▶ _Task to carry out_
Only one portion of the data is to be written out: from the line bearing "names to values." through the line bearing "pub fn len(&self)". Write it exactly as it appears.

▶ _Records shown_
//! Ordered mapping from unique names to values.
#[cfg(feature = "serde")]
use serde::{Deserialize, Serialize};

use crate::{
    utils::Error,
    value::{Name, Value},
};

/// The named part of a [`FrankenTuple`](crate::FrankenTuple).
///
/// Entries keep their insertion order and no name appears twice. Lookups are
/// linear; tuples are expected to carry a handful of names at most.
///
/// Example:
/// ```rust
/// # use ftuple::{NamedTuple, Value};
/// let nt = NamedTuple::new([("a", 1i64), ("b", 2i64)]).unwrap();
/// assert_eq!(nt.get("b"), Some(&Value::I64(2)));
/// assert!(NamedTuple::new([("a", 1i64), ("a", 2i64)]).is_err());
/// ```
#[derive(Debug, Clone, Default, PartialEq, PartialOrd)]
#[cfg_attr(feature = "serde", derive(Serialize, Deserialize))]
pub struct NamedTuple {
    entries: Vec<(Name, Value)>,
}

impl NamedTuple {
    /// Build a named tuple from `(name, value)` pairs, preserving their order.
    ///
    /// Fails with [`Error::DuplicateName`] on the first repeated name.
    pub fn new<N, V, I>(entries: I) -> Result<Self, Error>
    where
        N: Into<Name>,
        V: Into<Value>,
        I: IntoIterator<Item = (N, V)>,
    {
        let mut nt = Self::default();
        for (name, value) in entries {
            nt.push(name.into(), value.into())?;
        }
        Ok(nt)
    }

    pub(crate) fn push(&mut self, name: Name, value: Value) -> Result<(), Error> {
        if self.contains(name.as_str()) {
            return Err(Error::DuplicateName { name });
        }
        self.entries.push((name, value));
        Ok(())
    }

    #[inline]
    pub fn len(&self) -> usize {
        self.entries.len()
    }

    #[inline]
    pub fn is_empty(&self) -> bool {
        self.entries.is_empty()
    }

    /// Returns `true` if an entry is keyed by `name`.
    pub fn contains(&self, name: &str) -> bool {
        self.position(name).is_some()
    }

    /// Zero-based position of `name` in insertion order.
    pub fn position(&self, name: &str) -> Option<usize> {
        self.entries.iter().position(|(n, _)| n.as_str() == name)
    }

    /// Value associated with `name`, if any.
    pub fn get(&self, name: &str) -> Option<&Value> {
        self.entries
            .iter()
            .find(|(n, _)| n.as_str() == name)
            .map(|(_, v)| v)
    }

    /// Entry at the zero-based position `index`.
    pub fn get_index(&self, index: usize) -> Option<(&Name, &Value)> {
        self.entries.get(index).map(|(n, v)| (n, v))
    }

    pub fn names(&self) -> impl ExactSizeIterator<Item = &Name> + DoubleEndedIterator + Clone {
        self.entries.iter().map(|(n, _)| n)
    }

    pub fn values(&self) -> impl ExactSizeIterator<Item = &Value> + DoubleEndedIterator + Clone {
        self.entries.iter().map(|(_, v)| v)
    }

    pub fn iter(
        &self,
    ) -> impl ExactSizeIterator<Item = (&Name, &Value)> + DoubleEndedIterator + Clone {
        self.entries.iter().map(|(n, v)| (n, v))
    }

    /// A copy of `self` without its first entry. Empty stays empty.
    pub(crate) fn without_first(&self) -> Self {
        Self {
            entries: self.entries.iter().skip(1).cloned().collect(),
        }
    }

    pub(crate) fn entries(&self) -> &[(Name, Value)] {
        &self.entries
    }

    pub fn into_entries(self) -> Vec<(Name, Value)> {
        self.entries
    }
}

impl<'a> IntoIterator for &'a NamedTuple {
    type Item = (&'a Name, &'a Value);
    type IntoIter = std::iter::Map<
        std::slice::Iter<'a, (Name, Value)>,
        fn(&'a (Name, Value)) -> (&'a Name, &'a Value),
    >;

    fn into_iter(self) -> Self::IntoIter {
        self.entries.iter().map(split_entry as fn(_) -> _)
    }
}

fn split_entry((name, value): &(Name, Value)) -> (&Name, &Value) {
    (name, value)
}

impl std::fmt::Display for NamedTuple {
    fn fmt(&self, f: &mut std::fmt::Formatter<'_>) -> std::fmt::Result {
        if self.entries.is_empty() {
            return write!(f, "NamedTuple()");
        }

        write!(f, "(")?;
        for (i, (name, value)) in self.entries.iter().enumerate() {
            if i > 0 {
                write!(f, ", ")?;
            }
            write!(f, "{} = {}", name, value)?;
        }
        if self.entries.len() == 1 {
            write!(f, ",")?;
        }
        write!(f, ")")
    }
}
...
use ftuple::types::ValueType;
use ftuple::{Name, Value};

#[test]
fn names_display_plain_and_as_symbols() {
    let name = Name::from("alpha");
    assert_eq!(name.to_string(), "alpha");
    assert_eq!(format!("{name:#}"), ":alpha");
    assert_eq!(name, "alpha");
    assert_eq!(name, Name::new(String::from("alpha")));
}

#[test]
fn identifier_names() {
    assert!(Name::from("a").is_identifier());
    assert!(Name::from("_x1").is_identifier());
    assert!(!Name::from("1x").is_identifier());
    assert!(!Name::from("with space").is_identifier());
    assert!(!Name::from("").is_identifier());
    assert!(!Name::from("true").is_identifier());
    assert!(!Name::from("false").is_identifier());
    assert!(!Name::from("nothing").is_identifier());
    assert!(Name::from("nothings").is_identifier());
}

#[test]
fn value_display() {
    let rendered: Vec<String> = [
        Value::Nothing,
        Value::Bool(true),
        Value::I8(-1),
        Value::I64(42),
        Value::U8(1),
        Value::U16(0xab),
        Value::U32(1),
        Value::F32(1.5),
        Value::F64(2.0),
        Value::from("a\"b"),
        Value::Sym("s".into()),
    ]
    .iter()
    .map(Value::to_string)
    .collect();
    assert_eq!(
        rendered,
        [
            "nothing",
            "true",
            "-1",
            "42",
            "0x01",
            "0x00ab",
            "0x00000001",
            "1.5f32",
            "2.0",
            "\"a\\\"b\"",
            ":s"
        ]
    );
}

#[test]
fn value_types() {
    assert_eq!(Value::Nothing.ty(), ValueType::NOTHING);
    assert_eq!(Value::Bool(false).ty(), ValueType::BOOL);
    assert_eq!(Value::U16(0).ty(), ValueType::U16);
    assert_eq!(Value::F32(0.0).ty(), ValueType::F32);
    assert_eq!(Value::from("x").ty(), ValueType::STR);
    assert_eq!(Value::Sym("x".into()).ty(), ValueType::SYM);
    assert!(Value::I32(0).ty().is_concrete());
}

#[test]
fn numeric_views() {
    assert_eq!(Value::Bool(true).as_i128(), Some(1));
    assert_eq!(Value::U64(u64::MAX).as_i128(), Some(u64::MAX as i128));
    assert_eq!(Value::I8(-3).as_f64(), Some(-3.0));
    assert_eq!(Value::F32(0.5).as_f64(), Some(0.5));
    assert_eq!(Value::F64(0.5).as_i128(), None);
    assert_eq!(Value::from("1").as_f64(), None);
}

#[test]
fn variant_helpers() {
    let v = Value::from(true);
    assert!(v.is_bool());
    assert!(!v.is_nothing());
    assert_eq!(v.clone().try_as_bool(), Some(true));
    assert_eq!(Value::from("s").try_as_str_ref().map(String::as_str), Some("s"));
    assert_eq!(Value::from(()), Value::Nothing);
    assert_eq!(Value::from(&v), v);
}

▶ _Solution for this exercise_
//! Ordered mapping from unique names to values.
#[cfg(feature = "serde")]
use serde::{Deserialize, Serialize};

use crate::{
    utils::Error,
    value::{Name, Value},
};

/// The named part of a [`FrankenTuple`](crate::FrankenTuple).
///
/// Entries keep their insertion order and no name appears twice. Lookups are
/// linear; tuples are expected to carry a handful of names at most.
///
/// Example:
/// ```rust
/// # use ftuple::{NamedTuple, Value};
/// let nt = NamedTuple::new([("a", 1i64), ("b", 2i64)]).unwrap();
/// assert_eq!(nt.get("b"), Some(&Value::I64(2)));
/// assert!(NamedTuple::new([("a", 1i64), ("a", 2i64)]).is_err());
/// ```
#[derive(Debug, Clone, Default, PartialEq, PartialOrd)]
#[cfg_attr(feature = "serde", derive(Serialize, Deserialize))]
pub struct NamedTuple {
    entries: Vec<(Name, Value)>,
}

impl NamedTuple {
    /// Build a named tuple from `(name, value)` pairs, preserving their order.
    ///
    /// Fails with [`Error::DuplicateName`] on the first repeated name.
    pub fn new<N, V, I>(entries: I) -> Result<Self, Error>
    where
        N: Into<Name>,
        V: Into<Value>,
        I: IntoIterator<Item = (N, V)>,
    {
        let mut nt = Self::default();
        for (name, value) in entries {
            nt.push(name.into(), value.into())?;
        }
        Ok(nt)
    }

    pub(crate) fn push(&mut self, name: Name, value: Value) -> Result<(), Error> {
        if self.contains(name.as_str()) {
            return Err(Error::DuplicateName { name });
        }
        self.entries.push((name, value));
        Ok(())
    }

    #[inline]
    pub fn len(&self) -> usize {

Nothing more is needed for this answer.